◆ **WORK TO COMPLETE**
Return every line from the records below with the string "keys".

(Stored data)
----------

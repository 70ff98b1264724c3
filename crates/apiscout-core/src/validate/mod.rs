//! Request and response checking against a discovered operation.

pub mod guidance;

use indexmap::IndexMap;
use log::debug;
use serde::{Deserialize, Serialize};
use serde_json::{Map, Value};

use crate::discovery::{EnrichedOperation, OperationDiscovery, ParameterInfo};
use crate::error::LookupError;
use crate::schema::{IssueKind, SchemaInfo, SchemaValidator, ValidationIssue, coerce_value};

/// How strictly a request is checked.
#[derive(Debug, Clone, Copy, Default, PartialEq, Eq, Deserialize, Serialize)]
#[serde(default)]
pub struct ValidationOptions {
    /// Do not report missing required parameters, body or body fields.
    pub skip_required: bool,
    /// Ignore range, length, pattern, enum, format and item-count limits.
    pub skip_constraints: bool,
    /// Accept any parameter value and skip body schema checks.
    pub skip_type_checking: bool,
    /// Convert loosely typed parameter values before checking them.
    pub allow_coercion: bool,
}

/// Outcome for one parameter or for the request body.
#[derive(Debug, Clone, PartialEq, Serialize)]
pub struct FieldResult {
    pub valid: bool,
    pub errors: Vec<ValidationIssue>,
    pub field_path: String,
    pub expected_type: String,
    #[serde(skip_serializing_if = "Option::is_none")]
    pub actual_value: Option<Value>,
    pub constraints: String,
}

impl FieldResult {
    pub fn messages(&self) -> Vec<&str> {
        self.errors.iter().map(|e| e.message.as_str()).collect()
    }

    pub fn has(&self, kind: IssueKind) -> bool {
        self.errors.iter().any(|e| e.kind == kind)
    }
}

#[derive(Debug, Clone, Default, PartialEq, Serialize)]
pub struct ValidationGuidance {
    pub summary: String,
    /// Parameter name → explanation, for failing parameters only.
    pub parameters: IndexMap<String, String>,
    #[serde(skip_serializing_if = "Option::is_none")]
    pub body: Option<String>,
}

/// Aggregated result of checking one request. Invalid requests are reported
/// here, never as errors.
#[derive(Debug, Clone, PartialEq, Serialize)]
pub struct ValidationReport {
    pub valid: bool,
    pub operation_id: String,
    /// Declared parameters that were supplied or are required.
    pub parameters: IndexMap<String, FieldResult>,
    #[serde(skip_serializing_if = "Option::is_none")]
    pub request_body: Option<FieldResult>,
    /// Non-fatal observations, such as undeclared parameters.
    #[serde(skip_serializing_if = "Vec::is_empty")]
    pub warnings: Vec<String>,
    pub guidance: ValidationGuidance,
    pub suggestions: Vec<String>,
}

impl ValidationReport {
    /// Number of failing fields, the body counting as one.
    pub fn error_count(&self) -> usize {
        self.parameters.values().filter(|r| !r.valid).count()
            + usize::from(self.request_body.as_ref().is_some_and(|b| !b.valid))
    }
}

/// Checks requests and responses against the operations of one document.
pub struct ValidationEngine<'a> {
    discovery: &'a OperationDiscovery,
}

impl<'a> ValidationEngine<'a> {
    pub fn new(discovery: &'a OperationDiscovery) -> Self {
        Self { discovery }
    }

    /// Validate parameters and an optional body for `operation_id`.
    ///
    /// With coercion enabled, converted values are written back into
    /// `params`. Only an unknown operation is an error.
    pub fn validate_request(
        &self,
        operation_id: &str,
        params: &mut Map<String, Value>,
        body: Option<&Value>,
        options: &ValidationOptions,
    ) -> Result<ValidationReport, LookupError> {
        let op = self
            .discovery
            .find_by_id(operation_id)
            .ok_or_else(|| LookupError::OperationNotFound(operation_id.to_string()))?;
        let validator = SchemaValidator {
            check_required: !options.skip_required,
            check_constraints: !options.skip_constraints,
        };

        let mut parameters = IndexMap::new();
        for param in op.parameters() {
            if let Some(result) = check_parameter(param, params, &validator, options) {
                parameters.insert(param.name.clone(), result);
            }
        }

        let warnings = params
            .keys()
            .filter(|name| op.parameter(name).is_none())
            .map(|name| {
                format!(
                    "parameter '{name}' is not declared by operation {}",
                    op.display_id
                )
            })
            .collect();

        let request_body = check_body(&op, body, &validator, options);

        let mut report = ValidationReport {
            valid: true,
            operation_id: operation_id.to_string(),
            parameters,
            request_body,
            warnings,
            guidance: ValidationGuidance::default(),
            suggestions: Vec::new(),
        };
        report.valid = report.error_count() == 0;
        report.guidance = guidance::build(&report, &op);
        report.suggestions = guidance::suggestions(&report, &op);
        debug!(
            "validated {operation_id}: {} error(s)",
            report.error_count()
        );
        Ok(report)
    }

    /// Validate a response body against the schema declared for `status`.
    ///
    /// Undeclared status codes are invalid; responses without a schema are
    /// valid.
    pub fn validate_response(
        &self,
        operation_id: &str,
        status: &str,
        body: Option<&Value>,
    ) -> Result<FieldResult, LookupError> {
        let op = self
            .discovery
            .find_by_id(operation_id)
            .ok_or_else(|| LookupError::OperationNotFound(operation_id.to_string()))?;
        let wildcard = status
            .chars()
            .next()
            .map(|c| format!("{c}XX"))
            .unwrap_or_default();
        let response = op
            .responses
            .get(status)
            .or_else(|| op.responses.get(&wildcard))
            .or_else(|| op.responses.get("default"));

        let field_path = format!("response.{status}");
        let Some(response) = response else {
            return Ok(FieldResult {
                valid: false,
                errors: vec![ValidationIssue::new(
                    "",
                    IssueKind::UndeclaredStatus,
                    format!(
                        "status code {status} is not declared for operation {}",
                        op.display_id
                    ),
                )],
                field_path,
                expected_type: "declared status".to_string(),
                actual_value: None,
                constraints: format!(
                    "declared: {}",
                    op.responses.keys().cloned().collect::<Vec<_>>().join(", ")
                ),
            });
        };

        let (errors, expected_type) = match (&response.schema, body) {
            (Some(schema), Some(body)) => (
                SchemaValidator::default().validate(schema, body),
                schema.type_name(),
            ),
            (Some(schema), None) => (Vec::new(), schema.type_name()),
            (None, _) => (Vec::new(), "any".to_string()),
        };
        Ok(FieldResult {
            valid: errors.is_empty(),
            errors,
            field_path,
            expected_type,
            actual_value: None,
            constraints: "Must match response schema".to_string(),
        })
    }
}

fn check_parameter(
    param: &ParameterInfo,
    params: &mut Map<String, Value>,
    validator: &SchemaValidator,
    options: &ValidationOptions,
) -> Option<FieldResult> {
    let mut result = FieldResult {
        valid: true,
        errors: Vec::new(),
        field_path: param.name.clone(),
        expected_type: param.schema.type_name(),
        actual_value: None,
        constraints: param.schema.constraint_summary(),
    };

    let Some(supplied) = params.get(&param.name) else {
        if param.required && !options.skip_required {
            result.valid = false;
            result.errors.push(ValidationIssue::new(
                param.name.as_str(),
                IssueKind::Required,
                format!("required parameter '{}' is missing", param.name),
            ));
            return Some(result);
        }
        return None;
    };

    let mut value = supplied.clone();
    if options.allow_coercion {
        let coerced = coerce_value(&param.schema, &value);
        if coerced != value {
            debug!("coerced parameter {} from {value} to {coerced}", param.name);
            params.insert(param.name.clone(), coerced.clone());
            value = coerced;
        }
    }

    if !options.skip_type_checking {
        let schema = SchemaInfo::single_field(&param.name, param.schema.clone(), false);
        let mut wrapped = Map::new();
        wrapped.insert(param.name.clone(), value.clone());
        result.errors = validator.validate(&schema, &Value::Object(wrapped));
        result.valid = result.errors.is_empty();
    }
    result.actual_value = Some(value);
    Some(result)
}

fn check_body(
    op: &EnrichedOperation,
    body: Option<&Value>,
    validator: &SchemaValidator,
    options: &ValidationOptions,
) -> Option<FieldResult> {
    let declared = op.request_body.as_ref();
    let expected_type = declared
        .and_then(|b| b.schema.as_ref())
        .map(SchemaInfo::type_name)
        .unwrap_or_else(|| "none".to_string());
    let failed = |kind: IssueKind, message: &str| FieldResult {
        valid: false,
        errors: vec![ValidationIssue::new("", kind, message)],
        field_path: "requestBody".to_string(),
        expected_type: expected_type.clone(),
        actual_value: None,
        constraints: "Must match operation schema".to_string(),
    };

    match (declared, body) {
        (None, Some(_)) => Some(failed(
            IssueKind::UnexpectedBody,
            "operation does not expect a request body",
        )),
        (Some(rb), None) if rb.required && !options.skip_required => {
            Some(failed(IssueKind::Required, "required request body is missing"))
        }
        (Some(rb), Some(body)) if !options.skip_type_checking => {
            let errors = rb
                .schema
                .as_ref()
                .map(|schema| validator.validate(schema, body))
                .unwrap_or_default();
            Some(FieldResult {
                valid: errors.is_empty(),
                errors,
                field_path: "requestBody".to_string(),
                expected_type: expected_type.clone(),
                actual_value: None,
                constraints: "Must match operation schema".to_string(),
            })
        }
        _ => None,
    }
}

----------

◆ **FINISHED TASK**
            .keys()
                    op.responses.keys().cloned().collect::<Vec<_>>().join(", ")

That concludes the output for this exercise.